Fra le possibilità all'orizzonte c'è anche lo scorporo della rete di accesso detenuta dall'incumbent, citata anche nella delibera con un sottinteso auspicio che sia conseguenza di una decisione aziendale e non dell'Authority: "Telecom Italia - vi si legge - può presentare impegni idonei a garantire che la fornitura di servizi all'ingrosso di accesso alla rete fissa avvenga mediante una effettiva ed efficace separazione fra le attività della rete di accesso ed il resto delle funzioni dell'azienda, nonché con la garanzia di una equivalenza di trattamento - tra gli operatori alternativi e le proprie divisioni commerciali - in relazione alla fornitura dei servizi di accesso all'ingrosso".

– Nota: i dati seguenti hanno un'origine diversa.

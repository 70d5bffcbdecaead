//! Operator authentication
//!
//! This module owns the authorized key store (one public key file per
//! operator callsign) and ECDSA signature verification over raw command
//! bytes.

mod keystore;
mod verify;

pub use keystore::{AuthorizedKey, KeyFormat, KeyMaterial, KeyStore};
pub use verify::{verify_signature, Verdict};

In quest'ottica proseguiranno i colloqui tra l'Autorità per le Garanzie nelle Comunicazioni e la direzione della compagnia telefonica, inaugurati lo scorso giovedì con un incontro che ha visto protagonisti Corrado Calabrò, il presidente di Telecom Italia Gabriele Galateri e l'amministratore delegato Franco Bernabè.